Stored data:

--- --- ---

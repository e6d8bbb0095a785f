/// Liveness and readiness endpoints
use actix_web::{web, HttpResponse};
use serde_json::json;

use crate::AppState;

const SERVICE_NAME: &str = "auth-service";

pub async fn ping() -> HttpResponse {
    HttpResponse::Ok().content_type("text/plain").body("pong")
}

/// Reports healthy only while the database answers `SELECT 1`
pub async fn health(state: web::Data<AppState>) -> HttpResponse {
    match sqlx::query("SELECT 1").execute(&state.db).await {
        Ok(_) => HttpResponse::Ok().json(json!({
            "status": "ok",
            "service": SERVICE_NAME,
            "version": env!("CARGO_PKG_VERSION"),
        })),
        Err(e) => {
            tracing::warn!(error = %e, "health check failed");
            HttpResponse::ServiceUnavailable().json(json!({
                "status": "unhealthy",
                "service": SERVICE_NAME,
                "version": env!("CARGO_PKG_VERSION"),
            }))
        }
    }
}
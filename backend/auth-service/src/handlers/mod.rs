/// HTTP request handlers (REST API)
pub mod auth;
pub mod health;

pub use auth::{login, register, user_id, validate};
pub use health::{health, ping};
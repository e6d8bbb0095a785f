//! Bearer token validation middleware
//!
//! Guards resource routes by delegating token checks to the auth service over
//! HTTP. On success the caller's identity is stored in request extensions as
//! [`AuthenticatedUser`]; on any failure the request is answered here and the
//! wrapped handler never runs.

use crate::auth_client::AuthServiceClient;
use crate::correlation_id::CorrelationId;
use actix_web::{
    body::EitherBody,
    dev::{forward_ready, Payload, Service, ServiceRequest, ServiceResponse, Transform},
    http::{header, StatusCode},
    Error, FromRequest, HttpMessage, HttpRequest, HttpResponse,
};
use futures::future::LocalBoxFuture;
use serde_json::json;
use std::future::{ready, Ready};
use std::rc::Rc;
use std::sync::Arc;

/// Identity established by the auth service for the current request
#[derive(Debug, Clone, PartialEq, Eq)]
pub struct AuthenticatedUser {
    pub username: String,
}

/// Extract the token from an `Authorization` header value
///
/// Accepts exactly `Bearer <token>`: the scheme is case-sensitive, separated by
/// a single space, and the token itself contains no spaces.
pub fn bearer_token(header_value: &str) -> Option<&str> {
    let mut parts = header_value.split(' ');
    match (parts.next(), parts.next(), parts.next()) {
        (Some("Bearer"), Some(token), None) if !token.is_empty() => Some(token),
        _ => None,
    }
}

fn reject(status: StatusCode, message: &str) -> HttpResponse {
    HttpResponse::build(status).json(json!({
        "error": message,
        "status": status.as_u16(),
    }))
}

/// Token Validation Middleware
#[derive(Clone)]
pub struct TokenValidationMiddleware {
    client: Arc<AuthServiceClient>,
}

impl TokenValidationMiddleware {
    pub fn new(client: Arc<AuthServiceClient>) -> Self {
        Self { client }
    }
}

impl<S, B> Transform<S, ServiceRequest> for TokenValidationMiddleware
where
    S: Service<ServiceRequest, Response = ServiceResponse<B>, Error = Error> + 'static,
    S::Future: 'static,
    B: 'static,
{
    type Response = ServiceResponse<EitherBody<B>>;
    type Error = Error;
    type Transform = TokenValidationMiddlewareService<S>;
    type InitError = ();
    type Future = Ready<Result<Self::Transform, Self::InitError>>;

    fn new_transform(&self, service: S) -> Self::Future {
        ready(Ok(TokenValidationMiddlewareService {
            service: Rc::new(service),
            client: self.client.clone(),
        }))
    }
}

pub struct TokenValidationMiddlewareService<S> {
    service: Rc<S>,
    client: Arc<AuthServiceClient>,
}

impl<S, B> Service<ServiceRequest> for TokenValidationMiddlewareService<S>
where
    S: Service<ServiceRequest, Response = ServiceResponse<B>, Error = Error> + 'static,
    S::Future: 'static,
    B: 'static,
{
    type Response = ServiceResponse<EitherBody<B>>;
    type Error = Error;
    type Future = LocalBoxFuture<'static, Result<Self::Response, Self::Error>>;

    forward_ready!(service);

    fn call(&self, req: ServiceRequest) -> Self::Future {
        let service = self.service.clone();
        let client = self.client.clone();

        Box::pin(async move {
            let token = req
                .headers()
                .get(header::AUTHORIZATION)
                .and_then(|h| h.to_str().ok())
                .and_then(bearer_token)
                .map(str::to_owned);

            let Some(token) = token else {
                tracing::debug!(path = %req.path(), "missing or malformed bearer token");
                let res = reject(StatusCode::UNAUTHORIZED, "Unauthorized");
                return Ok(req.into_response(res).map_into_right_body());
            };

            let correlation_id = req.extensions().get::<CorrelationId>().cloned();

            match client
                .validate(&token, correlation_id.as_ref().map(CorrelationId::as_str))
                .await
            {
                Ok(username) => {
                    tracing::debug!(username = %username, "token accepted by auth service");
                    req.extensions_mut()
                        .insert(AuthenticatedUser { username });
                    let res = service.call(req).await?;
                    Ok(res.map_into_left_body())
                }
                Err(e) if e.is_unauthorized() => {
                    tracing::warn!(
                        error = %e,
                        auth_url = %client.validate_url(),
                        "token validation failed"
                    );
                    let res = reject(StatusCode::UNAUTHORIZED, "Unauthorized");
                    Ok(req.into_response(res).map_into_right_body())
                }
                Err(e) => {
                    tracing::error!(error = %e, "auth service returned an unusable response");
                    let res = reject(StatusCode::INTERNAL_SERVER_ERROR, "Internal server error");
                    Ok(req.into_response(res).map_into_right_body())
                }
            }
        })
    }
}

/// FromRequest implementation for AuthenticatedUser
impl FromRequest for AuthenticatedUser {
    type Error = Error;
    type Future = Ready<Result<Self, Self::Error>>;

    fn from_request(req: &HttpRequest, _payload: &mut Payload) -> Self::Future {
        match req.extensions().get::<AuthenticatedUser>() {
            Some(user) => ready(Ok(user.clone())),
            None => ready(Err(actix_web::error::ErrorUnauthorized(
                "User not authenticated",
            ))),
        }
    }
}
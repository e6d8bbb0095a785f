//! Request correlation ID middleware
//!
//! Extracts or generates unique correlation IDs for request tracing across services.
//! The id travels through:
//! - HTTP headers (X-Correlation-ID), echoed on every response
//! - The outbound token validation call to the auth service
//! - Request extensions, as a typed [`CorrelationId`]
//!
//! ## Example
//! ```rust
//! use actix_middleware::CorrelationIdMiddleware;
//! use actix_web::App;
//!
//! let app = App::new()
//!     .wrap(CorrelationIdMiddleware);
//! ```

use actix_web::{
    dev::{forward_ready, Payload, Service, ServiceRequest, ServiceResponse, Transform},
    http::header::{HeaderName, HeaderValue},
    Error, FromRequest, HttpMessage, HttpRequest,
};
use futures::future::LocalBoxFuture;
use std::future::{ready, Ready};
use uuid::Uuid;

pub const CORRELATION_ID_HEADER: &str = "x-correlation-id";

/// Correlation id of the current request
#[derive(Debug, Clone, PartialEq, Eq)]
pub struct CorrelationId(pub String);

impl CorrelationId {
    pub fn as_str(&self) -> &str {
        &self.0
    }

    /// Header value, or a freshly generated id when absent or unusable
    fn from_service_request(req: &ServiceRequest) -> Self {
        let id = req
            .headers()
            .get(CORRELATION_ID_HEADER)
            .and_then(|h| h.to_str().ok())
            .filter(|s| !s.is_empty())
            .map(|s| s.to_string())
            .unwrap_or_else(|| Uuid::new_v4().to_string());
        Self(id)
    }
}

/// Middleware that manages request correlation IDs
#[derive(Clone, Default)]
pub struct CorrelationIdMiddleware;

impl<S, B> Transform<S, ServiceRequest> for CorrelationIdMiddleware
where
    S: Service<ServiceRequest, Response = ServiceResponse<B>, Error = Error>,
    S::Future: 'static,
    B: 'static,
{
    type Response = ServiceResponse<B>;
    type Error = Error;
    type InitError = ();
    type Transform = CorrelationIdMiddlewareService<S>;
    type Future = Ready<Result<Self::Transform, Self::InitError>>;

    fn new_transform(&self, service: S) -> Self::Future {
        ready(Ok(CorrelationIdMiddlewareService { service }))
    }
}

pub struct CorrelationIdMiddlewareService<S> {
    service: S,
}

impl<S, B> Service<ServiceRequest> for CorrelationIdMiddlewareService<S>
where
    S: Service<ServiceRequest, Response = ServiceResponse<B>, Error = Error>,
    S::Future: 'static,
    B: 'static,
{
    type Response = ServiceResponse<B>;
    type Error = Error;
    type Future = LocalBoxFuture<'static, Result<Self::Response, Self::Error>>;

    forward_ready!(service);

    fn call(&self, req: ServiceRequest) -> Self::Future {
        let correlation_id = CorrelationId::from_service_request(&req);
        req.extensions_mut().insert(correlation_id.clone());

        let fut = self.service.call(req);

        Box::pin(async move {
            let mut res = fut.await?;
            match HeaderValue::from_str(correlation_id.as_str()) {
                Ok(value) => {
                    res.headers_mut()
                        .insert(HeaderName::from_static(CORRELATION_ID_HEADER), value);
                }
                Err(e) => {
                    tracing::warn!(error = %e, "correlation id is not a valid header value");
                }
            }
            Ok(res)
        })
    }
}

impl FromRequest for CorrelationId {
    type Error = Error;
    type Future = Ready<Result<Self, Self::Error>>;

    fn from_request(req: &HttpRequest, _payload: &mut Payload) -> Self::Future {
        let id = req
            .extensions()
            .get::<CorrelationId>()
            .cloned()
            .unwrap_or_else(|| CorrelationId(Uuid::new_v4().to_string()));
        ready(Ok(id))
    }
}
pub mod password;
// Auth Service Library
//
// Registration, login and token validation over HTTP.

pub mod config;
pub mod db;
pub mod error;
pub mod handlers;
pub mod models;
pub mod routes;
pub mod security;
pub mod telemetry;

pub use error::{AuthError, AuthResult};

use crypto_core::JwtKeys;
use std::sync::Arc;

/// Shared application state, built once in `main`
#[derive(Clone)]
pub struct AppState {
    pub db: sqlx::PgPool,
    pub jwt: Arc<JwtKeys>,
}
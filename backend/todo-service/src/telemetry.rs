/// Tracing subscriber setup
use tracing_subscriber::{layer::SubscriberExt, util::SubscriberInitExt, EnvFilter};

pub fn init_tracing() {
    let filter = EnvFilter::try_from_default_env()
        .unwrap_or_else(|_| "info,actix_web=info,todo_service=debug,actix_middleware=debug".into());

    let json = std::env::var("LOG_FORMAT")
        .map(|v| v.eq_ignore_ascii_case("json"))
        .unwrap_or(false);

    if json {
        tracing_subscriber::registry()
            .with(filter)
            .with(tracing_subscriber::fmt::layer().json().with_current_span(true))
            .init();
    } else {
        tracing_subscriber::registry()
            .with(filter)
            .with(tracing_subscriber::fmt::layer())
            .init();
    }
}
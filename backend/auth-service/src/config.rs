/// Configuration management
///
/// Values come from environment variables (optionally seeded from `.env`).
use db_pool::{DbConfig, DbConfigError};
use serde::Deserialize;
use std::fmt;

#[derive(Debug, thiserror::Error)]
pub enum ConfigError {
    #[error("invalid environment: {0}")]
    Env(#[from] envy::Error),

    #[error(transparent)]
    Db(#[from] DbConfigError),

    #[error("JWT_SECRET must be set to a non-empty value")]
    MissingJwtSecret,

    #[error(
        "TOKEN_TTL_HOURS must be between 1 and {max}, got {0}",
        max = crypto_core::MAX_TOKEN_TTL_HOURS
    )]
    InvalidTokenTtl(i64),
}

#[derive(Deserialize)]
struct Settings {
    #[serde(default)]
    jwt_secret: String,
    #[serde(default = "default_token_ttl_hours")]
    token_ttl_hours: i64,
    #[serde(default = "default_host")]
    auth_service_host: String,
    #[serde(default = "default_port")]
    auth_service_port: u16,
}

#[derive(Clone)]
pub struct Config {
    pub server_host: String,
    pub server_port: u16,
    pub jwt_secret: String,
    pub token_ttl_hours: i64,
    pub database: DbConfig,
}

impl fmt::Debug for Config {
    fn fmt(&self, f: &mut fmt::Formatter<'_>) -> fmt::Result {
        f.debug_struct("Config")
            .field("server_host", &self.server_host)
            .field("server_port", &self.server_port)
            .field("jwt_secret", &"[REDACTED]")
            .field("token_ttl_hours", &self.token_ttl_hours)
            .field("database", &self.database)
            .finish()
    }
}

impl Config {
    pub fn from_env() -> Result<Self, ConfigError> {
        Self::from_vars(std::env::vars())
    }

    pub fn from_vars<I>(vars: I) -> Result<Self, ConfigError>
    where
        I: IntoIterator<Item = (String, String)>,
    {
        let vars: Vec<(String, String)> = vars.into_iter().collect();
        let settings: Settings = envy::from_iter(vars.clone())?;

        if settings.jwt_secret.is_empty() {
            return Err(ConfigError::MissingJwtSecret);
        }
        if !(1..=crypto_core::MAX_TOKEN_TTL_HOURS).contains(&settings.token_ttl_hours) {
            return Err(ConfigError::InvalidTokenTtl(settings.token_ttl_hours));
        }

        Ok(Self {
            server_host: settings.auth_service_host,
            server_port: settings.auth_service_port,
            jwt_secret: settings.jwt_secret,
            token_ttl_hours: settings.token_ttl_hours,
            database: DbConfig::from_vars("auth-service", vars)?,
        })
    }

    pub fn bind_address(&self) -> (String, u16) {
        (self.server_host.clone(), self.server_port)
    }
}

fn default_token_ttl_hours() -> i64 {
    crypto_core::DEFAULT_TOKEN_TTL_HOURS
}

fn default_host() -> String {
    "0.0.0.0".to_string()
}

fn default_port() -> u16 {
    8000
}
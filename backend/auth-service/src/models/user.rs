/// User model and request/response bodies
use chrono::{DateTime, SecondsFormat, Utc};
use serde::{Deserialize, Serialize, Serializer};
use sqlx::FromRow;

/// Row of the `users` table
///
/// Carries the password hash, so it is never serialized outward.
#[derive(Debug, Clone, FromRow)]
pub struct User {
    pub id: i32,
    pub username: String,
    pub password_hash: String,
}

/// Public view of a user
#[derive(Debug, Clone, Serialize, Deserialize, PartialEq, Eq)]
pub struct UserResponse {
    pub id: i32,
    pub username: String,
}

impl From<User> for UserResponse {
    fn from(user: User) -> Self {
        Self {
            id: user.id,
            username: user.username,
        }
    }
}

#[derive(Debug, Serialize, Deserialize)]
pub struct RegisterRequest {
    pub username: String,
    pub password: String,
}

#[derive(Debug, Serialize, Deserialize)]
pub struct LoginRequest {
    pub username: String,
    pub password: String,
}

#[derive(Debug, Serialize)]
pub struct LoginResponse {
    pub token: String,
    #[serde(rename = "expiringAt", serialize_with = "rfc3339")]
    pub expiring_at: DateTime<Utc>,
}

fn rfc3339<S: Serializer>(value: &DateTime<Utc>, serializer: S) -> Result<S::Ok, S::Error> {
    serializer.serialize_str(&value.to_rfc3339_opts(SecondsFormat::Secs, true))
}

#[derive(Debug, Serialize, Deserialize)]
pub struct ValidateRequest {
    pub token: String,
}

#[derive(Debug, Serialize, Deserialize, PartialEq, Eq)]
pub struct ValidateResponse {
    pub valid: bool,
    pub username: String,
}

#[derive(Debug, Serialize, Deserialize)]
pub struct UserIdRequest {
    pub username: String,
}

#[derive(Debug, Serialize, Deserialize, PartialEq, Eq)]
pub struct UserIdResponse {
    pub user_id: i32,
}
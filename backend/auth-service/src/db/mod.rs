/// Database access for the auth service
pub mod users;

use sqlx::PgPool;
use tracing::info;

/// Create the `users` table if it does not exist yet
pub async fn ensure_schema(pool: &PgPool) -> Result<(), sqlx::Error> {
    info!("Ensuring users table exists");

    sqlx::query(USERS_TABLE).execute(pool).await?;

    Ok(())
}

const USERS_TABLE: &str = r#"
CREATE TABLE IF NOT EXISTS users (
    id SERIAL PRIMARY KEY,
    username VARCHAR(255) NOT NULL UNIQUE,
    password_hash VARCHAR(255) NOT NULL
)
"#;
/// Authentication handlers
use actix_web::{web, HttpResponse};

use crate::{
    db::users,
    error::{AuthError, AuthResult},
    models::{
        LoginRequest, LoginResponse, RegisterRequest, UserIdRequest, UserIdResponse,
        UserResponse, ValidateRequest, ValidateResponse,
    },
    security::password,
    AppState,
};

/// Register endpoint handler
pub async fn register(
    state: web::Data<AppState>,
    payload: web::Json<RegisterRequest>,
) -> AuthResult<HttpResponse> {
    let RegisterRequest { username, password } = payload.into_inner();
    if username.is_empty() || password.is_empty() {
        return Err(AuthError::BadRequest("Invalid input".to_string()));
    }

    let password_hash = web::block(move || password::hash_password(&password)).await??;

    let user = users::create_user(&state.db, &username, &password_hash).await?;
    tracing::info!(user_id = user.id, username = %user.username, "user registered");

    Ok(HttpResponse::Created().json(UserResponse::from(user)))
}

/// Login endpoint handler
pub async fn login(
    state: web::Data<AppState>,
    payload: web::Json<LoginRequest>,
) -> AuthResult<HttpResponse> {
    let LoginRequest { username, password } = payload.into_inner();

    let Some(user) = users::find_by_username(&state.db, &username).await? else {
        tracing::debug!(username = %username, "login for unknown user");
        web::block(move || password::verify_dummy(&password)).await?;
        return Err(AuthError::InvalidCredentials);
    };

    let stored_hash = user.password_hash;
    web::block(move || password::verify_password(&password, &stored_hash)).await??;

    let issued = state.jwt.issue_token(&user.username)?;
    tracing::info!(username = %user.username, expires_at = %issued.expires_at, "token issued");

    Ok(HttpResponse::Ok().json(LoginResponse {
        token: issued.token,
        expiring_at: issued.expires_at,
    }))
}

/// Token validation endpoint handler
///
/// Called by resource services for every protected request.
pub async fn validate(
    state: web::Data<AppState>,
    payload: web::Json<ValidateRequest>,
) -> AuthResult<HttpResponse> {
    let claims = state.jwt.validate_token(&payload.token)?;

    Ok(HttpResponse::Ok().json(ValidateResponse {
        valid: true,
        username: claims.username,
    }))
}

/// Resolve a username to its numeric id
pub async fn user_id(
    state: web::Data<AppState>,
    payload: web::Json<UserIdRequest>,
) -> AuthResult<HttpResponse> {
    let id = users::find_id_by_username(&state.db, &payload.username)
        .await?
        .ok_or(AuthError::UserNotFound)?;

    Ok(HttpResponse::Ok().json(UserIdResponse { user_id: id }))
}
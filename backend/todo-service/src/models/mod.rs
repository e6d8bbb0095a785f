pub mod todo;

pub use todo::{NewTodo, Todo, UpdateTodo};
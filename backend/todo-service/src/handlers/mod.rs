/// HTTP request handlers (REST API)
pub mod health;
pub mod todos;

pub use health::health;
pub use todos::{create_todo, delete_todo, get_todo, list_todos, update_todo};
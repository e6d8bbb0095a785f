//! Database connection pool management
//!
//! Provides unified database pool creation and configuration for all services.
//! Connection settings come from the `DB_*` environment variables shared by
//! the auth and todo services.

use serde::Deserialize;
use sqlx::postgres::{PgConnectOptions, PgPool, PgPoolOptions, PgSslMode};
use std::fmt;
use std::str::FromStr;
use std::time::Duration;
use tracing::{debug, error, info};

#[derive(Debug, thiserror::Error)]
pub enum DbConfigError {
    #[error("invalid database environment: {0}")]
    Env(#[from] envy::Error),

    #[error("invalid DB_SSL_MODE '{0}'")]
    InvalidSslMode(String),
}

/// Raw `DB_*` variables as read from the environment
#[derive(Deserialize)]
struct DbSettings {
    #[serde(default = "default_host")]
    host: String,
    #[serde(default = "default_port")]
    port: u16,
    #[serde(default = "default_user")]
    user: String,
    #[serde(default)]
    password: String,
    #[serde(default = "default_name")]
    name: String,
    #[serde(default = "default_ssl_mode")]
    ssl_mode: String,
    #[serde(default = "default_max_connections")]
    max_connections: u32,
    #[serde(default = "default_acquire_timeout_secs")]
    acquire_timeout_secs: u64,
}

/// Database connection pool configuration
#[derive(Clone)]
pub struct DbConfig {
    /// Service name for log labeling
    pub service_name: String,
    pub host: String,
    pub port: u16,
    pub user: String,
    pub password: String,
    /// Database name (`DB_NAME`)
    pub database: String,
    pub ssl_mode: PgSslMode,
    /// Maximum number of connections
    pub max_connections: u32,
    /// Connection acquisition timeout (get connection from pool)
    pub acquire_timeout_secs: u64,
}

impl fmt::Debug for DbConfig {
    fn fmt(&self, f: &mut fmt::Formatter<'_>) -> fmt::Result {
        f.debug_struct("DbConfig")
            .field("service_name", &self.service_name)
            .field("host", &self.host)
            .field("port", &self.port)
            .field("user", &self.user)
            .field("password", &"[REDACTED]")
            .field("database", &self.database)
            .field("ssl_mode", &self.ssl_mode)
            .field("max_connections", &self.max_connections)
            .field("acquire_timeout_secs", &self.acquire_timeout_secs)
            .finish()
    }
}

impl DbConfig {
    /// Create a new DbConfig from the process environment
    pub fn from_env(service_name: &str) -> Result<Self, DbConfigError> {
        Self::from_vars(service_name, std::env::vars())
    }

    /// Create a DbConfig from an explicit set of `(name, value)` pairs
    pub fn from_vars<I>(service_name: &str, vars: I) -> Result<Self, DbConfigError>
    where
        I: IntoIterator<Item = (String, String)>,
    {
        let settings: DbSettings = envy::prefixed("DB_").from_iter(vars)?;
        let ssl_mode = PgSslMode::from_str(&settings.ssl_mode)
            .map_err(|_| DbConfigError::InvalidSslMode(settings.ssl_mode.clone()))?;

        Ok(Self {
            service_name: service_name.to_string(),
            host: settings.host,
            port: settings.port,
            user: settings.user,
            password: settings.password,
            database: settings.name,
            ssl_mode,
            max_connections: settings.max_connections,
            acquire_timeout_secs: settings.acquire_timeout_secs,
        })
    }

    /// Connection options equivalent to
    /// `host=.. port=.. user=.. password=.. dbname=.. sslmode=..`
    pub fn connect_options(&self) -> PgConnectOptions {
        PgConnectOptions::new()
            .host(&self.host)
            .port(self.port)
            .username(&self.user)
            .password(&self.password)
            .database(&self.database)
            .ssl_mode(self.ssl_mode)
    }

    /// Log pool configuration details
    pub fn log_config(&self) {
        info!(
            service = %self.service_name,
            host = %self.host,
            port = self.port,
            database = %self.database,
            max_connections = self.max_connections,
            acquire_timeout_secs = self.acquire_timeout_secs,
            "Database Pool Configuration"
        );
    }
}

/// Create a PostgreSQL connection pool and verify it with `SELECT 1`
pub async fn create_pool(config: &DbConfig) -> Result<PgPool, sqlx::Error> {
    debug!(
        service = %config.service_name,
        max = config.max_connections,
        acquire_timeout_secs = config.acquire_timeout_secs,
        "Creating database pool"
    );

    let acquire_timeout = Duration::from_secs(config.acquire_timeout_secs);

    let pool = PgPoolOptions::new()
        .max_connections(config.max_connections)
        .acquire_timeout(acquire_timeout)
        .connect_with(config.connect_options())
        .await?;

    match tokio::time::timeout(acquire_timeout, sqlx::query("SELECT 1").execute(&pool)).await {
        Ok(Ok(_)) => {
            info!(
                service = %config.service_name,
                "Database pool created and verified successfully"
            );
            Ok(pool)
        }
        Ok(Err(e)) => {
            error!(
                service = %config.service_name,
                error = %e,
                "Database connection verification failed"
            );
            Err(e)
        }
        Err(_) => {
            error!(
                service = %config.service_name,
                timeout_secs = config.acquire_timeout_secs,
                "Database connection verification timeout"
            );
            Err(sqlx::Error::PoolTimedOut)
        }
    }
}

fn default_host() -> String {
    "localhost".to_string()
}

fn default_port() -> u16 {
    5432
}

fn default_user() -> String {
    "postgres".to_string()
}

fn default_name() -> String {
    "postgres".to_string()
}

fn default_ssl_mode() -> String {
    "disable".to_string()
}

fn default_max_connections() -> u32 {
    10
}

fn default_acquire_timeout_secs() -> u64 {
    10
}

#[cfg(test)]
mod tests {
    use super::*;

    fn vars(pairs: &[(&str, &str)]) -> Vec<(String, String)> {
        pairs
            .iter()
            .map(|(k, v)| (k.to_string(), v.to_string()))
            .collect()
    }

    #[test]
    fn test_defaults_when_nothing_set() {
        let config = DbConfig::from_vars("test-service", vars(&[])).unwrap();

        assert_eq!(config.service_name, "test-service");
        assert_eq!(config.host, "localhost");
        assert_eq!(config.port, 5432);
        assert_eq!(config.user, "postgres");
        assert_eq!(config.password, "");
        assert_eq!(config.database, "postgres");
        assert!(matches!(config.ssl_mode, PgSslMode::Disable));
        assert_eq!(config.max_connections, 10);
        assert_eq!(config.acquire_timeout_secs, 10);
    }

    #[test]
    fn test_reads_db_prefixed_variables() {
        let config = DbConfig::from_vars(
            "auth-service",
            vars(&[
                ("DB_HOST", "db.internal"),
                ("DB_PORT", "6543"),
                ("DB_USER", "todo"),
                ("DB_PASSWORD", "p@ss word"),
                ("DB_NAME", "todos"),
                ("DB_MAX_CONNECTIONS", "3"),
                ("UNRELATED", "ignored"),
            ]),
        )
        .unwrap();

        assert_eq!(config.host, "db.internal");
        assert_eq!(config.port, 6543);
        assert_eq!(config.user, "todo");
        assert_eq!(config.password, "p@ss word");
        assert_eq!(config.database, "todos");
        assert_eq!(config.max_connections, 3);
    }

    #[test]
    fn test_invalid_port_rejected() {
        let result = DbConfig::from_vars("svc", vars(&[("DB_PORT", "not-a-port")]));
        assert!(matches!(result, Err(DbConfigError::Env(_))));
    }

    #[test]
    fn test_invalid_ssl_mode_rejected() {
        let result = DbConfig::from_vars("svc", vars(&[("DB_SSL_MODE", "sometimes")]));
        assert!(matches!(result, Err(DbConfigError::InvalidSslMode(_))));
    }

    #[test]
    fn test_debug_redacts_password() {
        let config =
            DbConfig::from_vars("svc", vars(&[("DB_PASSWORD", "hunter2")])).unwrap();
        let rendered = format!("{:?}", config);

        assert!(rendered.contains("[REDACTED]"));
        assert!(!rendered.contains("hunter2"));
    }
}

--- --- ---

● **To do**: Determine how many lines in the data include the word "true". Answer with that number alone.

● **Problem solution**: 3